I am a scientist. I am unable to separate the doubting part of my scientist training from the rest of my daily life. Take this little anecdote:

When my son was about 9 months old, Mrs. Factician was playing with some little plastic animals on the coffee table with him. When she said, "Where is the giraffe?" he reached for the giraffe. We were astounded (he was 9 months old, mind you, and hadn't shown an indication that he knew which animal was which prior to this point). She put the animal back, and asked him again, "Where is the giraffe?". Again, he picked up the giraffe.

Mrs. Factician and I started to talk about this. She was of the opinion that he had now learned which animal was the giraffe.

I was a bit more skeptical (perhaps not a good thing for a father, to be skeptical of his son, but like I said, I am unable to turn off doubt when I go home from the lab).

So I tested him. I moved the animals around. "Where is the giraffe?". Again, he reached for the giraffe. Wow, 9 months and he's already demonstrated an ability to identify animals. I was absolutely floored. Every test so far had shown that he could identify the giraffe. But still, I had nagging doubt.

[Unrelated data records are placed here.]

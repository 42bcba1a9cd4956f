//! Configuration loading and discovery for `token-config.toml`
//!
//! The effective configuration is composed in three layers, later layers
//! winning: built-in defaults, the config file, CLI flags.

use super::schema::{FileConfig, TokenConfig};
use crate::platforms::is_known_platform;
use crate::split::FilterError;
use std::env;
use std::fs;
use std::path::{Path, PathBuf};
use thiserror::Error;

/// File name looked for during discovery.
pub const CONFIG_FILE_NAME: &str = "token-config.toml";

/// Configuration loading error
#[derive(Debug, Error)]
#[non_exhaustive]
pub enum ConfigError {
    /// File I/O error
    #[error("Failed to read config {path}: {source}")]
    Io {
        path: PathBuf,
        #[source]
        source: std::io::Error,
    },
    /// TOML parsing error
    #[error("Failed to parse {path}: {source}")]
    Parse {
        path: PathBuf,
        #[source]
        source: toml::de::Error,
    },
    /// JSON parsing error for `.json` config files
    #[error("Failed to parse {path}: {source}")]
    Json {
        path: PathBuf,
        #[source]
        source: serde_json::Error,
    },
    /// includeKeys and excludeKeys are both set
    #[error(transparent)]
    Filter(#[from] FilterError),
    /// Platform name is neither `*` nor a known platform
    #[error("Unknown platform: {0}")]
    UnknownPlatform(String),
    /// Validation error
    #[error("Config validation failed:\n{}", .0.iter().map(|e| format!("  - {}", e)).collect::<Vec<_>>().join("\n"))]
    Validation(Vec<String>),
}

/// CLI arguments that can override config values
#[derive(Debug, Default, Clone)]
pub struct CliOverrides {
    /// Override source directory (sourcePathPrefix)
    pub source: Option<PathBuf>,
    /// Override output directory (buildPathPrefix)
    pub out: Option<PathBuf>,
    /// Override fragment directory
    pub temp_dir: Option<PathBuf>,
    /// Override master token file name
    pub input_file: Option<PathBuf>,
    /// Replace the brand list
    pub brands: Option<Vec<String>>,
    /// Replace the platform list
    pub platforms: Option<Vec<String>>,
    /// Number of parallel jobs
    pub jobs: Option<usize>,
}

/// The effective configuration plus where it came from.
#[derive(Debug, Clone)]
pub struct LoadedConfig {
    pub config: TokenConfig,
    /// Config file that contributed, if any
    pub path: Option<PathBuf>,
    project_root: PathBuf,
}

impl LoadedConfig {
    /// Directory relative paths resolve against: the config file's directory,
    /// else the directory discovery started from.
    pub fn project_root(&self) -> &Path {
        &self.project_root
    }
}

/// Find token-config.toml by walking up from the current working directory.
pub fn find_config() -> Option<PathBuf> {
    env::current_dir().ok().and_then(find_config_from)
}

/// Find token-config.toml by walking up from a specific directory.
///
/// This is the internal implementation that allows specifying the start directory,
/// useful for testing.
pub fn find_config_from(start: PathBuf) -> Option<PathBuf> {
    let mut current = start;

    loop {
        let config_path = current.join(CONFIG_FILE_NAME);
        if config_path.is_file() {
            return Some(config_path);
        }

        if !current.pop() {
            return None;
        }
    }
}

/// Read and parse one config file; `.json` files are parsed as JSON, anything
/// else as TOML.
///
/// Keys outside the schema are ignored with a warning; the known keys still
/// apply.
pub fn load_file_layer(path: &Path) -> Result<FileConfig, ConfigError> {
    let contents = fs::read_to_string(path)
        .map_err(|source| ConfigError::Io { path: path.to_path_buf(), source })?;

    let file: FileConfig = if path.extension().and_then(|e| e.to_str()) == Some("json") {
        serde_json::from_str(&contents)
            .map_err(|source| ConfigError::Json { path: path.to_path_buf(), source })?
    } else {
        toml::from_str(&contents).map_err(|source| ConfigError::Parse { path: path.to_path_buf(), source })?
    };

    for key in file.unknown_keys() {
        log::warn!("Ignoring unknown configuration key '{}' in {}", key, path.display());
    }
    Ok(file)
}

/// Load the effective configuration.
///
/// With an explicit `path`, any failure to load it is an error. Otherwise the
/// config file is discovered from `start_dir` upwards; a discovered file that
/// fails to load is skipped (logged at info level) and defaults apply.
pub fn load_config(
    path: Option<&Path>,
    start_dir: &Path,
    overrides: &CliOverrides,
) -> Result<LoadedConfig, ConfigError> {
    let (file, used_path) = match path {
        Some(p) => (Some(load_file_layer(p)?), Some(p.to_path_buf())),
        None => match find_config_from(start_dir.to_path_buf()) {
            Some(found) => match load_file_layer(&found) {
                Ok(file) => (Some(file), Some(found)),
                Err(e) => {
                    log::info!("Ignoring configuration file: {}. Using defaults.", e);
                    (None, None)
                }
            },
            None => {
                log::info!("No {} found, using defaults", CONFIG_FILE_NAME);
                (None, None)
            }
        },
    };

    let config = resolve(file, overrides)?;
    let project_root = used_path
        .as_deref()
        .and_then(project_root)
        .map(Path::to_path_buf)
        .unwrap_or_else(|| start_dir.to_path_buf());
    Ok(LoadedConfig { config, path: used_path, project_root })
}

/// Compose defaults, the file layer and the CLI layer, then validate.
pub fn resolve(file: Option<FileConfig>, overrides: &CliOverrides) -> Result<TokenConfig, ConfigError> {
    let mut config = default_config();
    if let Some(file) = file {
        merge_file(&mut config, file);
    }
    merge_cli_overrides(&mut config, overrides);
    validate(&config)?;
    Ok(config)
}

/// Built-in defaults.
pub fn default_config() -> TokenConfig {
    TokenConfig::default()
}

/// Apply every field present in the file layer.
pub fn merge_file(config: &mut TokenConfig, file: FileConfig) {
    let FileConfig {
        brands,
        platforms,
        source_path_prefix,
        build_path_prefix,
        temp_dir,
        input_file,
        include_keys,
        exclude_keys,
        base_px_font_size,
        clean_temp_dir,
        uses_dtcg,
        unknown: _,
    } = file;

    if let Some(v) = brands {
        config.brands = v;
    }
    if let Some(v) = platforms {
        config.platforms = v;
    }
    if let Some(v) = source_path_prefix {
        config.source_path_prefix = v;
    }
    if let Some(v) = build_path_prefix {
        config.build_path_prefix = v;
    }
    if let Some(v) = temp_dir {
        config.temp_dir = v;
    }
    if let Some(v) = input_file {
        config.input_file = v;
    }
    if let Some(v) = include_keys {
        config.include_keys = v;
    }
    if let Some(v) = exclude_keys {
        config.exclude_keys = v;
    }
    if let Some(v) = base_px_font_size {
        config.base_px_font_size = v;
    }
    if let Some(v) = clean_temp_dir {
        config.clean_temp_dir = v;
    }
    if let Some(v) = uses_dtcg {
        config.uses_dtcg = v;
    }
}

/// Merge CLI overrides into a configuration.
///
/// CLI arguments take precedence over config file values.
pub fn merge_cli_overrides(config: &mut TokenConfig, overrides: &CliOverrides) {
    if let Some(ref source) = overrides.source {
        config.source_path_prefix = source.clone();
    }

    if let Some(ref out) = overrides.out {
        config.build_path_prefix = out.clone();
    }

    if let Some(ref temp_dir) = overrides.temp_dir {
        config.temp_dir = temp_dir.clone();
    }

    if let Some(ref input_file) = overrides.input_file {
        config.input_file = input_file.clone();
    }

    if let Some(ref brands) = overrides.brands {
        config.brands = brands.clone();
    }

    if let Some(ref platforms) = overrides.platforms {
        config.platforms = platforms.clone();
    }

    if let Some(jobs) = overrides.jobs {
        config.jobs = Some(jobs);
    }
}

/// Fail fast on configuration that can never run.
pub fn validate(config: &TokenConfig) -> Result<(), ConfigError> {
    config.key_filter().validate()?;

    if let Some(unknown) = config.platforms.iter().find(|p| !is_known_platform(p)) {
        return Err(ConfigError::UnknownPlatform(unknown.clone()));
    }

    let errors = config.validate();
    if !errors.is_empty() {
        return Err(ConfigError::Validation(errors.into_iter().map(|e| e.to_string()).collect()));
    }
    Ok(())
}

/// Get the project root directory from a config file path.
///
/// Returns the parent directory of the config file.
pub fn project_root(config_path: &Path) -> Option<&Path> {
    config_path.parent()
}

/// Resolve a path relative to the project root.
///
/// If the path is absolute, returns it unchanged.
/// If relative, joins it with the project root.
pub fn resolve_path(project_root: &Path, path: &Path) -> PathBuf {
    if path.is_absolute() {
        path.to_path_buf()
    } else {
        project_root.join(path)
    }
}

I moved the animals around again. "Ok, now where is the monkey?" He reached for the giraffe. He hadn't identified it with the sound "giraffe" at all. A few repeats of the experiment verified it. The giraffe was merely his favourite animal. It would be weeks still until he positively understood the word "giraffe".

A scientist's life is like this. Constant doubt. Constant testing. Constant experimentation with appropriate controls. Re-evaluating old data. Talking about experiments with other scientists.

The new movie "Expelled" will try to make the point that we have stopped testing evolution by natural selection, and have (as scientists) accepted it as some gospel truth. This is total and complete nonsense. We have continued to doubt it, to test it, and to run experiments with controls. But every test, for over 150 years, has come back confirming that evolution by natural selection is true. That's a boatload of data. That's an amazing amount of confirmation.

While it remains possible that there is another, better explanation, but data suggesting that has not been forthcoming. For now, evolution by natural selection is the best description of the data.

Digg!

1 comment:

Kevin Scott said...

I agree with your point about Expelled. But it also made me think of another tack...

The Bible teaches followers to doubt in at least two prominent places. Why Christians reject any question as somehow evil amazes me.

If one's faith is so weak that the feather of a question or doubt can knock it down, it must not have much basis in the first place.